Owned by the Customer (AIC)

The Customer (AIC) is responsible and accountable for the design, development, implementation, and enforcement of the control to mitigate security, privacy, or compliance risks associated with Large Language Model (LLM)/GenAI technologies services or products they consume.

Implementation guidelines

[All Actors]
1. Form a cross-functional AI Ethics Committee responsible for oversight of high-risk, controversial, or novel AI use cases.

2. Define the committee’s mandate, including authority to approve, reject, or demand modifications of AI systems.

3. Include representation from technical, legal, business, compliance, and diversity/equity/inclusion functions.

4. Establish a formal intake and escalation process for ethics-related AI concerns.

5. Document decisions, rationales, and meeting minutes for accountability and transparency.

Auditing guidelines

1. Verify that CSP has a ethics committee consists of a diverse set of stakeholders needs to be involved AI application lifecycle.
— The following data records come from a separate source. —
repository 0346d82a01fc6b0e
//! Telemetry helpers for structured logging and tracing.

/// Initialize tracing/telemetry. Users can install their own subscriber; this
/// helper installs a default env-based subscriber if none is set.
pub fn init_tracing() {
    if tracing::dispatcher::has_been_set() {
        return;
    }
    let _ = tracing_subscriber::fmt()
        .with_env_filter(tracing_subscriber::EnvFilter::from_default_env())
        .try_init();
}
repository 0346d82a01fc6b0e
//! The pending-task queue and its draining algorithm.

use std::panic::{catch_unwind, AssertUnwindSafe};
use std::time::SystemTime;

use parking_lot::Mutex;

use crate::core::{Invalidate, ScheduledTask, SchedulerError, TaskId};

/// Unordered multiset of pending deferred tasks.
///
/// The queue is the sole owner of the pending set. Producers call
/// [`TaskQueue::schedule`] / [`TaskQueue::schedule_after`]; the polling
/// driver calls [`TaskQueue::drain`]; nothing else touches the set.
///
/// Tasks are never deduplicated: two entries with identical actions and due
/// times fire independently, once each.
///
/// The pending set lives behind a `parking_lot::Mutex`, so `schedule` and
/// `cancel` calls arriving while a drain is in progress are safe: they land
/// in the set and are picked up by a future drain. The lock is released
/// before any due action runs, so an action may schedule follow-up work
/// through a queue handle it captured without deadlocking.
#[derive(Default)]
pub struct TaskQueue {
    pending: Mutex<Vec<ScheduledTask>>,
}

impl TaskQueue {
    /// Create an empty queue.
    #[must_use]
    pub fn new() -> Self {
        Self::default()
    }

    /// Add a task to the pending set.
    ///
    /// Fire-and-forget from the caller's perspective: once this returns
    /// `Ok`, the task will fire on the first drain at or after its due time.
    /// The returned [`TaskId`] can be used with [`TaskQueue::cancel`].
    ///
    /// # Errors
    ///
    /// Construction of a [`ScheduledTask`] already validates the due time,
    /// so `schedule` itself is infallible today; it returns `Result` so the
    /// scheduling contract stays uniform across the convenience helpers.
    pub fn schedule(&self, task: ScheduledTask) -> Result<TaskId, SchedulerError> {
        let id = task.id;
        let due_at_ms = task.due_at_ms;
        self.pending.lock().push(task);
        tracing::debug!(task_id = %id, due_at_ms, "task scheduled");
        Ok(id)
    }

    /// Schedule `action` to fire at an absolute wall-clock time.
    ///
    /// # Errors
    ///
    /// [`SchedulerError::InvalidSchedule`] if `due_at` cannot be resolved to
    /// a point in time; the pending set is left unchanged.
    pub fn schedule_at(
        &self,
        action: impl Invalidate,
        due_at: SystemTime,
    ) -> Result<TaskId, SchedulerError> {
        self.schedule(ScheduledTask::new(action, due_at)?)
    }

    /// Schedule `action` to fire `delay_seconds` from now.
    ///
    /// Fractional delays are honored; zero and negative delays produce a
    /// task due on the very next drain.
    ///
    /// # Errors
    ///
    /// [`SchedulerError::InvalidSchedule`] if the delay is not a finite
    /// number; the pending set is left unchanged.
    pub fn schedule_after(
        &self,
        action: impl Invalidate,
        delay_seconds: f64,
    ) -> Result<TaskId, SchedulerError> {
        self.schedule(ScheduledTask::after(action, delay_seconds)?)
    }

    /// Remove a pending task without executing it.
    ///
    /// Returns `true` if the task was still pending. A task that already
    /// fired (or was never scheduled here) yields `false`. Letting a
    /// superseded task fire is harmless (it only marks data stale), so
    /// cancellation is an optimization, not a correctness requirement.
    pub fn cancel(&self, id: TaskId) -> bool {
        let mut pending = self.pending.lock();
        let before = pending.len();
        pending.retain(|t| t.id != id);
        let removed = pending.len() < before;
        drop(pending);
        if removed {
            tracing::debug!(task_id = %id, "task cancelled");
        }
        removed
    }

    /// Run every task whose due time is at or before `now_ms`.
    ///
    /// The pending set is partitioned against the single `now_ms` snapshot:
    /// due tasks are removed from the set first, then their actions run, so
    /// a slow or re-entrant action can never observe (or re-fire) a task the
    /// drain already claimed. Invocation order across due tasks is
    /// unspecified.
    ///
    /// A failing or panicking action is logged and isolated; remaining due
    /// tasks in the same drain still run, and the caller's cadence is never
    /// torn down by a bad action. Returns the number of actions invoked.
    pub fn drain(&self, now_ms: u128) -> usize {
        let due: Vec<ScheduledTask> = {
            let mut pending = self.pending.lock();
            let (due, retained): (Vec<_>, Vec<_>) = std::mem::take(&mut *pending)
                .into_iter()
                .partition(|t| t.is_due(now_ms));
            if !due.is_empty() {
                tracing::debug!(due = due.len(), retained = retained.len(), now_ms, "draining due tasks");
            }
            *pending = retained;
            due
        };

        let fired = due.len();
        for task in due {
            let id = task.id;
            match catch_unwind(AssertUnwindSafe(|| task.action.invalidate())) {
                Ok(Ok(())) => {}
                Ok(Err(err)) => {
                    tracing::warn!(task_id = %id, error = %format!("{err:#}"), "scheduled action failed");
                }
                Err(payload) => {
                    tracing::warn!(task_id = %id, panic = %panic_message(&payload), "scheduled action panicked");
                }
            }
        }
        fired
    }

    /// Number of tasks currently pending.
    #[must_use]
    pub fn len(&self) -> usize {
        self.pending.lock().len()
    }

    /// Whether the pending set is empty.
    #[must_use]
    pub fn is_empty(&self) -> bool {
        self.pending.lock().is_empty()
    }
}

fn panic_message(payload: &(dyn std::any::Any + Send)) -> String {
    payload
        .downcast_ref::<&str>()
        .map(|s| (*s).to_string())
        .or_else(|| payload.downcast_ref::<String>().cloned())
        .unwrap_or_else(|| "non-string panic payload".into())
}
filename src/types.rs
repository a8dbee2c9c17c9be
use std::fmt;
use std::path::PathBuf;

use serde::{Deserialize, Serialize};

use crate::extractor::types::PostedDate;

/// Valores de `TRNTYPE` do OFX produzidos pelo conversor.
#[derive(Debug, Clone, Copy, PartialEq, Eq, Hash, Serialize, Deserialize)]
#[serde(rename_all = "UPPERCASE")]
pub enum TransactionType {
    Payment,
    Pos,
    Atm,
    DirectDebit,
    DirectDep,
    Credit,
    Debit,
    Other,
}

impl TransactionType {
    pub fn as_str(&self) -> &'static str {
        match self {
            TransactionType::Payment => "PAYMENT",
            TransactionType::Pos => "POS",
            TransactionType::Atm => "ATM",
            TransactionType::DirectDebit => "DIRECTDEBIT",
            TransactionType::DirectDep => "DIRECTDEP",
            TransactionType::Credit => "CREDIT",
            TransactionType::Debit => "DEBIT",
            TransactionType::Other => "OTHER",
        }
    }
}

impl fmt::Display for TransactionType {
    fn fmt(&self, f: &mut fmt::Formatter<'_>) -> fmt::Result {
        f.write_str(self.as_str())
    }
}

/// Uma linha da origem já normalizada.
///
/// `name` e `memo` já estão escapados para XML; `counter_account` é copiado
/// literalmente da origem.
#[derive(Debug, Clone, PartialEq, Eq, Serialize, Deserialize)]
pub struct TransactionRecord {
    pub account: String,
    pub transaction_type: TransactionType,
    pub posted_date: PostedDate,
    pub amount: String,
    pub fit_id: String,
    pub name: String,
    pub counter_account: String,
    pub memo: String,
}

/// Resultado de uma conversão bem-sucedida.
#[derive(Debug, Clone, PartialEq, Eq, Serialize, Deserialize)]
pub struct ConversionSummary {
    pub transaction_count: usize,
    pub source_path: PathBuf,
    pub output_path: PathBuf,
}

impl fmt::Display for ConversionSummary {
    fn fmt(&self, f: &mut fmt::Formatter<'_>) -> fmt::Result {
        writeln!(f, "TRANSACTIONS: {}", self.transaction_count)?;
        writeln!(f, "IN:           {}", self.source_path.display())?;
        write!(f, "OUT:          {}", self.output_path.display())
    }
}

#[cfg(test)]
mod tests {
    use super::*;
    use chrono::NaiveDate;
    use rstest::rstest;

    fn create_test_record() -> TransactionRecord {
        TransactionRecord {
            account: "NL01INGB0001234567".to_string(),
            transaction_type: TransactionType::DirectDebit,
            posted_date: NaiveDate::from_ymd_opt(2016, 1, 31).unwrap().into(),
            amount: "-12.34".to_string(),
            fit_id: "NL99BANK0123456789201601311234".to_string(),
            name: "Energy &amp; Water".to_string(),
            counter_account: "NL99BANK0123456789".to_string(),
            memo: "Invoice 42".to_string(),
        }
    }

    #[rstest]
    #[case(TransactionType::Payment, "PAYMENT")]
    #[case(TransactionType::Pos, "POS")]
    #[case(TransactionType::Atm, "ATM")]
    #[case(TransactionType::DirectDebit, "DIRECTDEBIT")]
    #[case(TransactionType::DirectDep, "DIRECTDEP")]
    #[case(TransactionType::Credit, "CREDIT")]
    #[case(TransactionType::Debit, "DEBIT")]
    #[case(TransactionType::Other, "OTHER")]
    fn test_transaction_type_ofx_code(#[case] kind: TransactionType, #[case] expected: &str) {
        assert_eq!(kind.to_string(), expected);
        assert_eq!(serde_json::to_string(&kind).unwrap(), format!("\"{}\"", expected));
    }

    #[test]
    fn test_transaction_record_serialization() {
        let record = create_test_record();

        let json = serde_json::to_string(&record).unwrap();
        assert!(json.contains("\"posted_date\":\"20160131\""));
        assert!(json.contains("DIRECTDEBIT"));

        let deserialized: TransactionRecord = serde_json::from_str(&json).unwrap();
        assert_eq!(deserialized, record);
    }

    #[test]
    fn test_summary_display_lines() {
        let summary = ConversionSummary {
            transaction_count: 3,
            source_path: PathBuf::from("in/export.csv"),
            output_path: PathBuf::from("/tmp/ofx/export.ofx"),
        };

        let text = summary.to_string();
        let lines: Vec<&str> = text.lines().collect();
        assert_eq!(lines.len(), 3);
        assert_eq!(lines[0], "TRANSACTIONS: 3");
        assert_eq!(lines[1], "IN:           in/export.csv");
        assert_eq!(lines[2], "OUT:          /tmp/ofx/export.ofx");
    }
}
2. Verify the CSP roles and responsibilities are clearly defined and documented.

3. Verify that CSP has clear understanding of their role and have knowledge to contribute/guide towards Ethical AI Applications.

4. Verify that there established standards for decision making and approving AI applications

Standards mappings

ISO 42001Partial Gap
42001: B.6.1.2 (Objectives for responsible development of AI system)
Addendum

Even if both frameworks are looking for system integrity & assurances on ethical development: they use committee to part of risk management process and one focuses on the design of controls and how it enforces those standards.

EU AI ActPartial Gap
Article 14
Article 47
Article 63
Addendum

Establish an ethics committee, Review AI applications, Organizational values.

NIST AI 600-1Partial Gap
GV-2.1-002
MP-3.4-006
Addendum

Establish an ethics committee to review AI applications.

BSI AIC4Partial Gap
BI-01
BI-02
Addendum

No ethical topics in AIC4 or C5. But several Aspects can be found in DQ and BI.

AI-CAIQ questions (1)

GRC-12.1

Is an ethics committee established to review AI applications, ensuring alignment with ethical standards and organizational values?